金莉莉
内容提要:儿童是张天翼回应“大众化”讨论诸问题的重要策略。区别于左翼文学对“真实”的理解,张天翼并未完全贯彻现实主义原则所提倡的“世界观的指导”,而是力图探索“镜子一样”客观写实的形式意义,并拓展以“阶级意识”为主导的“世界观”的所指内涵。他尝试取用“儿童”看与被看的特殊角度,以儿童的个体经验描绘出另一种真实的“大众”形象。同时,以儿童的成长路径探索“化”大众的思路,塑造与先进性相匹配的理想新人。张天翼与左翼文坛的分歧,使他乐于选择“儿童”作为建构“大众”群像的一种叙事方法,从而为左翼文学提供了另一种叙事路径。
1928—1937年间,“大众”无疑是贯穿左翼文学始终并包含了多种可能性的核心词汇。左联成立前后围绕《大众文艺》《北斗》等杂志开展的文艺大众化讨论1,进一步提供了更为具体深入的话语空间。正是在这一阶段,张天翼脱颖而出,不仅参与了讨论,而且同时创作出在现代文学史和儿童文学史都留下极高声誉的作品。自1920年代末至1930年代初因《三天半的梦》《从空虚到充实》《三太爷与桂生》《鬼土日记》《小彼得》等系列小说崭露头角,1932年开始他连续发表了童话《大林和小林》《秃秃大王》、小说《蜜蜂》《奇遇》等作品。至此,张天翼作为左翼文学“新人”2一直被高度评价、争论和研究。
然而,多年来现代文学研究一直集中于张天翼创作中新的斗争意识、现实题材、讽刺艺术等层面3,较少意识到他塑造的儿童形象为左翼文学叙事所提供的意义。而在儿童文学领域,研究者又习惯于将这批作品从张天翼其他描绘成人的小说中剥离出来单独研究,未能重视其“儿童”书写与1930年代大众化讨论这一语境间的互动关系。
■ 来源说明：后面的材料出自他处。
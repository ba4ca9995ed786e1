//! Text-generation provider adapters.
//!
//! Each adapter wraps one external HTTP endpoint and normalizes its reply
//! into a [`GenerationResponse`]. Adapters make exactly one call per
//! `generate`, enforce their own timeout, and never retry: moving on to
//! another provider is the router's job.
//!
//! ## Security
//!
//! All adapters hold their key as an [`ApiCredential`], which redacts itself
//! in `Debug`/`Display`. See the [`secrets`] module.

use async_trait::async_trait;
use std::time::Duration;
use thiserror::Error;

use switchboard_core::{estimate_tokens, Domain, GenerationResponse, ProviderId};

mod anthropic;
mod factory;
mod google;
mod http;
mod huggingface;
mod openai;
pub mod secrets;

pub use anthropic::{AnthropicProvider, AnthropicProviderFactory};
pub use factory::{default_factories, ProviderFactory, ProviderRegistry};
pub use google::{GoogleProvider, GoogleProviderFactory};
pub use huggingface::{HuggingFaceProvider, HuggingFaceProviderFactory};
pub use openai::{OpenAiProvider, OpenAiProviderFactory};
pub use secrets::{ApiCredential, CredentialSource};

/// Default per-call timeout.
pub const DEFAULT_TIMEOUT: Duration = Duration::from_secs(30);

/// Default generation length cap.
pub const DEFAULT_MAX_TOKENS: u32 = 1000;

/// Default sampling temperature.
pub const DEFAULT_TEMPERATURE: f32 = 0.7;

/// Errors from provider calls.
///
/// The router treats every variant the same way (record it, try the next
/// provider); the distinction exists for logs and tests.
#[derive(Error, Debug)]
pub enum ProviderError {
    #[error("HTTP request failed: {0}")]
    Http(String),

    #[error("API error: {status} - {message}")]
    Api { status: u16, message: String },

    #[error("Unexpected response: {0}")]
    Parse(String),

    #[error("Timeout after {0:?}")]
    Timeout(Duration),

    #[error("Provider not configured: {0}")]
    NotConfigured(String),
}

/// Resolved per-adapter settings.
#[derive(Debug, Clone, PartialEq)]
pub struct AdapterConfig {
    /// Model requested from the provider
    pub model: String,

    /// API root, without trailing slash
    pub base_url: String,

    /// Maximum tokens to generate
    pub max_tokens: u32,

    /// Sampling temperature
    pub temperature: f32,

    /// Per-call timeout
    pub timeout: Duration,

    /// Confidence stamped on every response
    pub confidence: f64,
}

impl AdapterConfig {
    /// Defaults for a provider.
    pub fn for_provider(id: ProviderId) -> Self {
        Self {
            model: id.default_model().to_string(),
            base_url: default_base_url(id).to_string(),
            max_tokens: DEFAULT_MAX_TOKENS,
            temperature: DEFAULT_TEMPERATURE,
            timeout: DEFAULT_TIMEOUT,
            confidence: id.default_confidence(),
        }
    }

    /// Set a custom base URL.
    pub fn with_base_url(mut self, url: impl Into<String>) -> Self {
        self.base_url = url.into().trim_end_matches('/').to_string();
        self
    }

    /// Set the per-call timeout.
    pub fn with_timeout(mut self, timeout: Duration) -> Self {
        self.timeout = timeout;
        self
    }
}

/// Public API root for a provider.
pub fn default_base_url(id: ProviderId) -> &'static str {
    match id {
        ProviderId::OpenAi => "https://api.openai.com/v1",
        ProviderId::Anthropic => "https://api.anthropic.com/v1",
        ProviderId::Google => "https://generativelanguage.googleapis.com/v1beta",
        ProviderId::HuggingFace => "https://api-inference.huggingface.co",
    }
}

/// A text-generation backend.
#[async_trait]
pub trait TextProvider: Send + Sync {
    /// Generate a reply to a fully built prompt.
    ///
    /// Empty but well-formed content is returned as `Ok`; deciding whether
    /// that counts as usable is left to the caller.
    async fn generate(
        &self,
        prompt: &str,
        domain: Domain,
    ) -> Result<GenerationResponse, ProviderError>;

    /// Which provider this adapter talks to.
    fn id(&self) -> ProviderId;

    /// Model name reported on responses.
    fn model(&self) -> &str;

    /// Estimate tokens for text the provider does not count for us.
    fn estimate_tokens(&self, text: &str) -> u32 {
        estimate_tokens(text)
    }
}

#[cfg(test)]
mod tests {
    use super::*;

    #[test]
    fn test_adapter_config_defaults() {
        let config = AdapterConfig::for_provider(ProviderId::Anthropic);
        assert_eq!(config.model, "claude-3-sonnet-20240229");
        assert_eq!(config.base_url, "https://api.anthropic.com/v1");
        assert_eq!(config.timeout, Duration::from_secs(30));
        assert_eq!(config.max_tokens, 1000);
        assert_eq!(config.confidence, 0.95);
    }

    #[test]
    fn test_base_url_trailing_slash_is_trimmed() {
        let config =
            AdapterConfig::for_provider(ProviderId::OpenAi).with_base_url("http://localhost:8080/");
        assert_eq!(config.base_url, "http://localhost:8080");
    }

    #[test]
    fn test_error_messages_carry_cause() {
        let err = ProviderError::Api {
            status: 503,
            message: "overloaded".to_string(),
        };
        assert_eq!(err.to_string(), "API error: 503 - overloaded");
        assert!(ProviderError::Timeout(Duration::from_secs(30))
            .to_string()
            .contains("30s"));
    }
}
1928—1937年间左翼文学产生的不同命题中,张天翼为何同时青睐大众与儿童的书写?如何客观“真实”地表现“大众”并提升其革命意识?“儿童”从观念到叙事为左翼文学提供了怎样的新资源?这些问题需要将“儿童”置于左翼时期的“大众”语境中进行讨论。
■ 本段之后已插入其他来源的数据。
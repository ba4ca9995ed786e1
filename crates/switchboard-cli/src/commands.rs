//! Subcommand implementations.

use anyhow::{bail, Result};
use chrono::{DateTime, Utc};
use serde::Serialize;

use switchboard_core::{build_prompt, GenerationResponse, ProviderId};
use switchboard_runtime::{AttemptRecord, FallbackRouter};

/// JSON envelope printed by `ask`.
#[derive(Debug, Serialize)]
pub struct AskOutput {
    pub success: bool,
    pub response: GenerationResponse,
    pub domain: String,
    pub timestamp: DateTime<Utc>,
    #[serde(skip_serializing_if = "Option::is_none")]
    pub attempts: Option<Vec<AttemptRecord>>,
}

/// JSON envelope printed when a request is refused.
#[derive(Debug, Serialize)]
pub struct ErrorOutput {
    pub success: bool,
    pub error: String,
}

impl ErrorOutput {
    pub fn new(error: impl Into<String>) -> Self {
        Self {
            success: false,
            error: error.into(),
        }
    }
}

/// What `ask` prints: a routed answer, or a refusal for blank input.
#[derive(Debug, Serialize)]
#[serde(untagged)]
pub enum AskReply {
    Answered(AskOutput),
    Rejected(ErrorOutput),
}

/// Registered providers and the try-order they produce.
#[derive(Debug, Serialize)]
pub struct ProvidersOutput {
    pub registered: Vec<ProviderId>,
    pub try_order: Vec<ProviderId>,
}

/// Reject blank input before anything is routed.
pub fn validate_message(message: &str) -> Result<&str> {
    if message.trim().is_empty() {
        bail!("Please enter a valid message");
    }
    Ok(message)
}

pub async fn ask(
    router: &FallbackRouter,
    message: &str,
    domain: &str,
    prefer: Option<ProviderId>,
    trace: bool,
) -> AskReply {
    if let Err(error) = validate_message(message) {
        return AskReply::Rejected(ErrorOutput::new(error.to_string()));
    }

    let report = router.route_traced(message, domain, prefer).await;

    AskReply::Answered(AskOutput {
        success: true,
        response: report.response,
        domain: domain.to_string(),
        timestamp: Utc::now(),
        attempts: trace.then_some(report.attempts),
    })
}

pub fn prompt(message: &str, domain: &str) -> String {
    build_prompt(message, domain)
}

pub fn providers(router: &FallbackRouter, prefer: Option<ProviderId>) -> ProvidersOutput {
    ProvidersOutput {
        registered: router.registry().ids(),
        try_order: router.plan(prefer),
    }
}

pub fn print_json<T: Serialize>(value: &T) -> Result<()> {
    println!("{}", serde_json::to_string_pretty(value)?);
    Ok(())
}

#[cfg(test)]
mod tests {
    use super::*;
    use switchboard_core::FallbackOrder;
    use switchboard_runtime::ProviderRegistry;

    fn empty_router() -> FallbackRouter {
        FallbackRouter::new(ProviderRegistry::new(), FallbackOrder::default())
    }

    #[test]
    fn test_blank_message_is_rejected() {
        assert!(validate_message("").is_err());
        assert!(validate_message("  \n\t").is_err());
        assert_eq!(validate_message(" hi ").unwrap(), " hi ");
    }

    fn answered(reply: AskReply) -> AskOutput {
        match reply {
            AskReply::Answered(output) => output,
            AskReply::Rejected(err) => panic!("unexpected rejection: {err:?}"),
        }
    }

    #[tokio::test]
    async fn test_ask_envelope_with_no_providers() {
        let output = answered(ask(&empty_router(), "2+2", "math", None, false).await);
        assert!(output.success);
        assert_eq!(output.domain, "math");
        assert!(output.response.source.is_fallback());

        let json = serde_json::to_value(&output).unwrap();
        assert_eq!(json["success"], true);
        assert_eq!(json["domain"], "math");
        assert_eq!(json["response"]["provider"], "fallback");
        assert_eq!(json["response"]["model"], "intelligent_fallback");
        assert_eq!(json["response"]["tokens_used"], 0);
        assert!(json["timestamp"].is_string());
        assert!(json.get("attempts").is_none());
    }

    #[tokio::test]
    async fn test_ask_trace_includes_attempts() {
        let output = answered(ask(&empty_router(), "hello", "dialogue", None, true).await);
        let json = serde_json::to_value(&output).unwrap();
        assert_eq!(json["attempts"], serde_json::json!([]));
    }

    #[tokio::test]
    async fn test_blank_ask_prints_failure_envelope() {
        let reply = ask(&empty_router(), "   ", "math", None, true).await;
        assert!(matches!(reply, AskReply::Rejected(_)));

        let json = serde_json::to_value(&reply).unwrap();
        assert_eq!(
            json,
            serde_json::json!({"success": false, "error": "Please enter a valid message"})
        );
    }

    #[test]
    fn test_prompt_uses_domain_template() {
        let text = prompt("Solve x^2 = 4", "math");
        assert!(text.contains("Problem: Solve x^2 = 4"));
    }

    #[test]
    fn test_providers_output() {
        let output = providers(&empty_router(), Some(ProviderId::Google));
        assert!(output.registered.is_empty());
        assert!(output.try_order.is_empty());
    }
}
张天翼参加左联之时,“文艺大众化”经过革命文学倡导以及第一次讨论,已成为响亮的口号和文艺方向。1932年张天翼参与《北斗》组织的“创作不振之原因及出路”征文4,同期发表了他的第一篇童话《大林和小林》。这一年他还参与了《北斗》的“文学大众化问题”征文,这也是“文艺大众化”第二次较大规模的讨论。《大林和小林》之后的1932年至1937年,张天翼持续发表童话及书写儿童形象的小说十四余篇5。从时间跨度上,可以看出张天翼的儿童书写内在于左翼文学和“大众”问题的思考框架中。但他并未解释突然关注“儿童”的原因,这批书写儿童的作品也大多登载于成人报刊,而非儿童读物上6。可见“儿童”对张天翼来说,未必是出于五四以来重视“儿童”“童心”的表达惯性7,而是思考“大众”问题的延续和实践路径,正如有研究者认为,“是作为创作技巧的一个试验场地而加以运用的”8。而从张天翼的“大众”想象和叙事选择中,可以发现他与左翼文学的分歧。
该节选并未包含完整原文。